Só num complexo e muitas vezes longo e doloroso exercício de autoconhecimento conseguimos perceber que as nossas reacções são, muitas vezes, mecanismos de defesa. Apenas na desconstrução dos mesmos nós nos poderemos libertar das grades da gaiola e começar a voar.

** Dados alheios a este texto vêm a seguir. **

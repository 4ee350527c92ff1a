pub mod audit_log;
pub mod config;
pub mod engine;
pub mod listing;
pub mod registry;
pub mod report;
pub mod store;

pub use audit_log::AuditLog;
pub use config::Config;
pub use engine::{Admission, Engine, Release};
pub use listing::{render_plans_table, sort_plans, ListOrder};
pub use registry::Registry;
pub use report::{
    period_report, render_report, render_status, status_snapshot, write_report, PeriodReport,
    QueueSummary, ReasonCount, RunwaySummary, StatusSnapshot,
};
pub use store::QueueStore;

Quando somos crianças, tudo é novo e fantástico, temos curiosidade, divertimo-nos com as mais pequenas coisas, o colo da mãe cura tudo, o abraço do pai protege-nos de todos os ataques do universo, somos felizes e despreocupados. Quem nos vê, exclama: "É tão bom ser criança...!". Muito bonito, mas, infelizmente, não é sempre assim, pois não? Em pequenos, as críticas criam feridas terríveis no nosso interior. A ausência do pai faz-nos sentir rejeitados, os gritos da mãe e as humilhações infligidas pelas tias fazem-nos sentir vulneráveis e sós. O bullying mostra-nos que não temos valor. Em casa dizem-nos que não podemos ser fracos, que temos de saber reagir. Sentimo- -nos ainda mais inadequados. Sempre que nos maltratam em casa, em crianças, não ficamos contra quem faz isso connosco: ficamos contra nós mesmos. Se o pai ou a mãe nos maltratam, percebemos que nós somos maus, e não eles. Gostamos menos de nós próprios. E como lidar com esses sentimentos tão fortes e, simultaneamente, tão dilacerantes? Criamos mecanismos de defesa: barras de uma gaiola que nos protege no seu interior.

Sigmund Freud, o pai da psicanálise, fala dos mecanismos de defesa que o ego (princípio da realidade) usa quando entra em conflito com o id (princípio do prazer) e com o superego (princípio da moral), ou seja, quando há ansiedade! A ansiedade pode ser real (medo de ser atropelado numa rua muito movimentada, por exemplo), neurótica (medo de ceder às pulsões mais primitivas do id e ser punido, como, por exemplo, no caso do desejo sexual incestuoso), e moral (medo de infringir os nossos valores e princípios morais, o que leva à vergonha e à culpa, como, por exemplo, quando nos envolvemos com alguém casado). (Cf. Paul Kleinman, Psicologia - tudo o que precisa de saber, Lisboa, Presença, 2017, pp. 24, 25, 29).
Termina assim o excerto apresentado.